Family tracking app breach may have let hackers track children's positions

  • A popular app used by families to keep track of their childrens' locations was found to be running an open database with no security, potentially giving hackers access to detailed location data on children.

    In our modern digital age, families are increasingly giving their children access to smartphones and tablets at earlier ages. A smartphone can ensure children are always able to be contacted and help keep them safe, and some parents have taken things one step further by installing a tracking app on their kids' phones to keep tabs on their location in realtime.

    TechCrunch now reports that one of these apps may have been subject to a very serious data breach. The app Family Locator by Australian firm React Apps allowed parents to track their children's phones on a live map and set up notifications when they entered or left certain areas, such as when they leave their school's grounds or get home.

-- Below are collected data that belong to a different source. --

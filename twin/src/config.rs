//! Client configuration.

use serde::{Deserialize, Deserializer, Serialize};
use url::Url;

use crate::error::Error;

/// Configuration of a single [`TwinClient`](crate::TwinClient).
///
/// Immutable once the client is built. The base URL is stored with a
/// trailing slash so that endpoint paths join underneath it instead of
/// replacing its last segment.
///
/// # Example
///
/// ```rust
/// use twin::ClientConfig;
///
/// let config = ClientConfig::parse("https://41aa.tq.biz.todaq.net")
///     .unwrap()
///     .with_api_key("8c0b7fb3-c832-4c54-9f8f-3a5e8eef4e52");
/// assert_eq!(config.base_url().as_str(), "https://41aa.tq.biz.todaq.net/");
/// ```
#[derive(Clone, PartialEq, Eq, Serialize, Deserialize)]
#[serde(rename_all = "camelCase")]
pub struct ClientConfig {
    /// Base URL of the twin this client talks to.
    #[serde(deserialize_with = "deserialize_base_url")]
    base_url: Url,

    /// API key sent as the `apiKey` query parameter.
    #[serde(default, skip_serializing_if = "Option::is_none")]
    api_key: Option<String>,
}

impl std::fmt::Debug for ClientConfig {
    fn fmt(&self, f: &mut std::fmt::Formatter<'_>) -> std::fmt::Result {
        f.debug_struct("ClientConfig")
            .field("base_url", &self.base_url.as_str())
            .field("api_key", &self.api_key.as_ref().map(|_| "<redacted>"))
            .finish()
    }
}

impl ClientConfig {
    /// Creates a configuration for the twin at `base_url`, without API key.
    #[must_use]
    pub fn new(base_url: Url) -> Self {
        Self {
            base_url: normalize(base_url),
            api_key: None,
        }
    }

    /// Parses `base_url` and creates a configuration for it.
    ///
    /// # Errors
    ///
    /// Returns [`Error::UrlParse`] if `base_url` is not an absolute URL.
    pub fn parse(base_url: &str) -> Result<Self, Error> {
        let url = Url::parse(base_url).map_err(|source| Error::UrlParse {
            context: "Failed to parse twin base URL",
            source,
        })?;
        Ok(Self::new(url))
    }

    /// Sets the API key.
    #[must_use]
    pub fn with_api_key(mut self, api_key: impl Into<String>) -> Self {
        self.api_key = Some(api_key.into());
        self
    }

    /// Returns the base URL, always ending in `/`.
    #[must_use]
    pub const fn base_url(&self) -> &Url {
        &self.base_url
    }

    /// Returns the API key, if configured.
    #[must_use]
    pub fn api_key(&self) -> Option<&str> {
        self.api_key.as_deref()
    }
}

impl TryFrom<&str> for ClientConfig {
    type Error = Error;

    fn try_from(value: &str) -> Result<Self, Self::Error> {
        Self::parse(value)
    }
}

fn normalize(mut url: Url) -> Url {
    if !url.path().ends_with('/') {
        let path = format!("{}/", url.path());
        url.set_path(&path);
    }
    url
}

fn deserialize_base_url<'de, D: Deserializer<'de>>(deserializer: D) -> Result<Url, D::Error> {
    Url::deserialize(deserializer).map(normalize)
}

#[cfg(test)]
mod tests {
    use super::*;

    #[test]
    fn test_trailing_slash_added_once() {
        let a = ClientConfig::parse("http://localhost:8089").unwrap();
        let b = ClientConfig::parse("http://localhost:8089/").unwrap();
        assert_eq!(a.base_url().as_str(), "http://localhost:8089/");
        assert_eq!(a, b);
    }

    #[test]
    fn test_path_prefix_preserved() {
        let config = ClientConfig::parse("https://gateway.example/twins/41aa").unwrap();
        assert_eq!(
            config.base_url().join("info").unwrap().as_str(),
            "https://gateway.example/twins/41aa/info"
        );
    }

    #[test]
    fn test_relative_url_rejected() {
        let err = ClientConfig::parse("not a url").unwrap_err();
        assert!(matches!(err, Error::UrlParse { .. }));
    }

    #[test]
    fn test_deserialize() {
        let config: ClientConfig = serde_json::from_str(
            r#"{ "baseUrl": "https://twin.example", "apiKey": "secret" }"#,
        )
        .unwrap();
        assert_eq!(config.base_url().as_str(), "https://twin.example/");
        assert_eq!(config.api_key(), Some("secret"));
    }

    #[test]
    fn test_debug_redacts_api_key() {
        let config = ClientConfig::parse("https://twin.example")
            .unwrap()
            .with_api_key("secret");
        let debug = format!("{config:?}");
        assert!(!debug.contains("secret"));
        assert!(debug.contains("<redacted>"));
    }
}
//! CLI argument definitions using clap.

use std::path::PathBuf;
use std::time::Duration;

use clap::{Parser, Subcommand};
use http::Method;
use rust_decimal::Decimal;

/// Command-line client for TODAQ twins.
#[derive(Parser, Debug)]
#[command(name = "twin-cli")]
#[command(version)]
#[command(about = "Talk to a TODAQ twin: read info, pay, micropay, fetch and import files")]
pub struct Cli {
    /// Subcommand to execute.
    #[command(subcommand)]
    pub command: Command,

    /// Base URL of your own twin.
    #[arg(long, env = "TWIN_URL", global = true)]
    pub url: Option<String>,

    /// API key of your own twin.
    #[arg(long, env = "TWIN_API_KEY", global = true, hide_env_values = true)]
    pub api_key: Option<String>,

    /// Request timeout in seconds.
    #[arg(long, env = "TWIN_TIMEOUT_SECS", global = true, default_value_t = 30)]
    pub timeout_secs: u64,
}

impl Cli {
    /// Returns the request timeout.
    pub const fn timeout(&self) -> Duration {
        Duration::from_secs(self.timeout_secs)
    }
}

/// CLI commands.
#[derive(Subcommand, Debug)]
pub enum Command {
    /// Show the twin's public info document.
    Info,

    /// Transfer tokens directly to another twin.
    Pay {
        /// Base URL of the destination twin.
        destination: String,
        /// Token type hash.
        token_type: String,
        /// Amount to transfer.
        amount: Decimal,
    },

    /// Pay another twin's paywall with an explicit token type and amount.
    Micropay {
        /// Base URL of the destination twin.
        destination: String,
        /// Token type hash.
        token_type: String,
        /// Amount to pay.
        amount: Decimal,

        /// HTTP method used against the pay endpoint.
        #[arg(short = 'X', long, default_value = "GET")]
        method: Method,

        /// JSON body forwarded to the destination.
        #[arg(short, long, value_parser = parse_json)]
        body: Option<serde_json::Value>,
    },

    /// Pay exactly what another twin's paywall advertises.
    Unlock {
        /// Base URL of the destination twin.
        destination: String,
    },

    /// Download a binary file from the twin.
    Fetch {
        /// Hash of the file.
        id: String,

        /// Write to this path instead of stdout.
        #[arg(short, long)]
        output: Option<PathBuf>,
    },

    /// Upload a binary file to the twin.
    Import {
        /// Path to the file.
        file: PathBuf,
    },
}

fn parse_json(value: &str) -> Result<serde_json::Value, serde_json::Error> {
    serde_json::from_str(value)
}
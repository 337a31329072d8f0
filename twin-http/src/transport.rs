//! A [`twin::Transport`] backed by `reqwest`.
//!
//! ## Features
//!
//! - Shares one pooled [`reqwest::Client`] across clones
//! - Supports optional per-request timeout and extra headers
//! - Integrates with `tracing` if the `telemetry` feature is enabled
//!
//! Non-2xx statuses are returned as ordinary responses; only failures to get
//! a response at all become [`TransportError`]s.

use std::time::Duration;

use http::HeaderMap;
use reqwest::Client;
use twin::{HttpRequest, HttpResponse, RequestBody, Transport, TransportError};

/// HTTP transport using a [`reqwest::Client`].
#[derive(Debug, Clone, Default)]
pub struct ReqwestTransport {
    client: Client,
    headers: HeaderMap,
    timeout: Option<Duration>,
}

impl ReqwestTransport {
    /// Creates a transport with a default [`reqwest::Client`].
    #[must_use]
    pub fn new() -> Self {
        Self::default()
    }

    /// Uses a pre-configured reqwest client.
    #[must_use]
    pub fn with_http_client(mut self, client: Client) -> Self {
        self.client = client;
        self
    }

    /// Attaches custom headers to every request.
    ///
    /// Headers set by the twin client itself, such as `Content-Type`, take
    /// precedence.
    #[must_use]
    pub fn with_headers(mut self, headers: HeaderMap) -> Self {
        self.headers = headers;
        self
    }

    /// Sets a timeout for every request.
    #[must_use]
    pub const fn with_timeout(mut self, timeout: Duration) -> Self {
        self.timeout = Some(timeout);
        self
    }

    /// Returns the custom headers.
    #[must_use]
    pub const fn headers(&self) -> &HeaderMap {
        &self.headers
    }

    /// Returns the configured timeout, if any.
    #[must_use]
    pub const fn timeout(&self) -> Option<Duration> {
        self.timeout
    }
}

#[async_trait::async_trait]
impl Transport for ReqwestTransport {
    #[cfg_attr(
        feature = "telemetry",
        tracing::instrument(
            name = "twin.http.send",
            skip_all,
            fields(method = %request.method, url = %request.url),
            err
        )
    )]
    async fn send(&self, request: HttpRequest) -> Result<HttpResponse, TransportError> {
        let mut headers = self.headers.clone();
        headers.extend(request.headers);

        let mut url = request.url;
        if !request.query.is_empty() {
            url.query_pairs_mut().extend_pairs(&request.query);
        }

        let mut req = self.client.request(request.method, url).headers(headers);
        match request.body {
            Some(RequestBody::Json(value)) => req = req.json(&value),
            Some(RequestBody::Binary(bytes)) => req = req.body(bytes),
            None => {}
        }
        if let Some(timeout) = self.timeout {
            req = req.timeout(timeout);
        }

        let response = req
            .send()
            .await
            .map_err(|e| TransportError::new("Failed to send request", e))?;

        let status = response.status();
        let headers = response.headers().clone();
        let body = response
            .bytes()
            .await
            .map_err(|e| TransportError::new("Failed to read response body", e))?;

        #[cfg(feature = "telemetry")]
        tracing::debug!(status = status.as_u16(), len = body.len(), "response received");

        Ok(HttpResponse {
            status,
            headers,
            body: body.to_vec(),
        })
    }
}
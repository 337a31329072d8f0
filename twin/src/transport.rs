//! The HTTP capability a [`TwinClient`](crate::TwinClient) runs on.
//!
//! Requests and responses are plain data. A [`Transport`] executes an
//! [`HttpRequest`] and hands back whatever the server answered, including
//! non-2xx statuses: deciding what a status means is the classifier's job,
//! not the transport's. Timeouts, TLS and connection pooling live entirely
//! inside the transport implementation.

use http::{HeaderMap, Method, StatusCode};
use url::Url;

/// Body of an outgoing request.
#[derive(Debug, Clone, PartialEq)]
pub enum RequestBody {
    /// JSON document, sent with `Content-Type: application/json`.
    Json(serde_json::Value),
    /// Raw bytes, sent with `Content-Type: application/octet-stream`.
    Binary(Vec<u8>),
}

/// An HTTP request described as plain data.
#[derive(Debug, Clone)]
pub struct HttpRequest {
    /// HTTP verb.
    pub method: Method,
    /// Absolute URL. Transports append `query` to any query it already has.
    pub url: Url,
    /// Headers to send.
    pub headers: HeaderMap,
    /// Query parameters appended to `url`, percent-encoded by the transport.
    pub query: Vec<(String, String)>,
    /// Optional body.
    pub body: Option<RequestBody>,
}

impl HttpRequest {
    /// Creates a request with no headers, query or body.
    #[must_use]
    pub fn new(method: Method, url: Url) -> Self {
        Self {
            method,
            url,
            headers: HeaderMap::new(),
            query: Vec::new(),
            body: None,
        }
    }

    /// Returns the value of the query parameter `name`, if present.
    #[must_use]
    pub fn query_param(&self, name: &str) -> Option<&str> {
        self.query
            .iter()
            .find(|(key, _)| key == name)
            .map(|(_, value)| value.as_str())
    }
}

/// An HTTP response described as plain data.
#[derive(Debug, Clone)]
pub struct HttpResponse {
    /// Status code as returned by the server.
    pub status: StatusCode,
    /// Response headers.
    pub headers: HeaderMap,
    /// Raw response body.
    pub body: Vec<u8>,
}

impl HttpResponse {
    /// Creates a response with the given status and body and no headers.
    #[must_use]
    pub fn new(status: StatusCode, body: impl Into<Vec<u8>>) -> Self {
        Self {
            status,
            headers: HeaderMap::new(),
            body: body.into(),
        }
    }

    /// Creates a response whose body is the serialized JSON `value`.
    #[must_use]
    pub fn json(status: StatusCode, value: &serde_json::Value) -> Self {
        Self::new(status, value.to_string())
    }
}

/// Failure to obtain any response at all: connection refused, TLS failure,
/// timeout and the like.
#[derive(Debug, thiserror::Error)]
#[error("{context}: {source}")]
pub struct TransportError {
    context: &'static str,
    #[source]
    source: Box<dyn std::error::Error + Send + Sync>,
}

impl TransportError {
    /// Wraps an underlying transport failure.
    pub fn new(
        context: &'static str,
        source: impl Into<Box<dyn std::error::Error + Send + Sync>>,
    ) -> Self {
        Self {
            context,
            source: source.into(),
        }
    }

    /// Returns the human-readable context of the failure.
    #[must_use]
    pub const fn context(&self) -> &'static str {
        self.context
    }
}

/// Executes HTTP requests on behalf of a twin client.
///
/// Implementations must not turn non-2xx statuses into errors; only the
/// absence of a response is a [`TransportError`].
#[async_trait::async_trait]
pub trait Transport: Send + Sync {
    /// Sends `request` and returns the server's response.
    ///
    /// # Errors
    ///
    /// Returns [`TransportError`] if no response could be obtained.
    async fn send(&self, request: HttpRequest) -> Result<HttpResponse, TransportError>;
}

#[async_trait::async_trait]
impl<T: Transport + ?Sized> Transport for std::sync::Arc<T> {
    async fn send(&self, request: HttpRequest) -> Result<HttpResponse, TransportError> {
        (**self).send(request).await
    }
}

    It now looks like React Apps was storing this information in a completely unprotected database with absolutely no security built in. Anyone who knew the address for the database could read any user's data, which included each user's name, email address, a photo, and their password stored in plaintext. A history of each parent and child's location was also stored in the database.

    No authentication or encryption were used in the database, which is the bare minimum required to secure a user login system. Nobody knows how long the database was lying open to the public like this or who may have accessed it, but hackers could potentially have harvested detailed location data on anyone who used the Family Locator app or used it to track children in realtime.

    TechCrunch reports that it attempted to track down the app's developer for weeks and even bought the business's official records from the Australian Securities & Investments Commission, but could find no information other than the owner's name: Sandip Mann Singh. TechCrunch eventually contacted Microsoft to inform them of the open database being stored on their Azure platform, and Microsoft promptly took the database offline.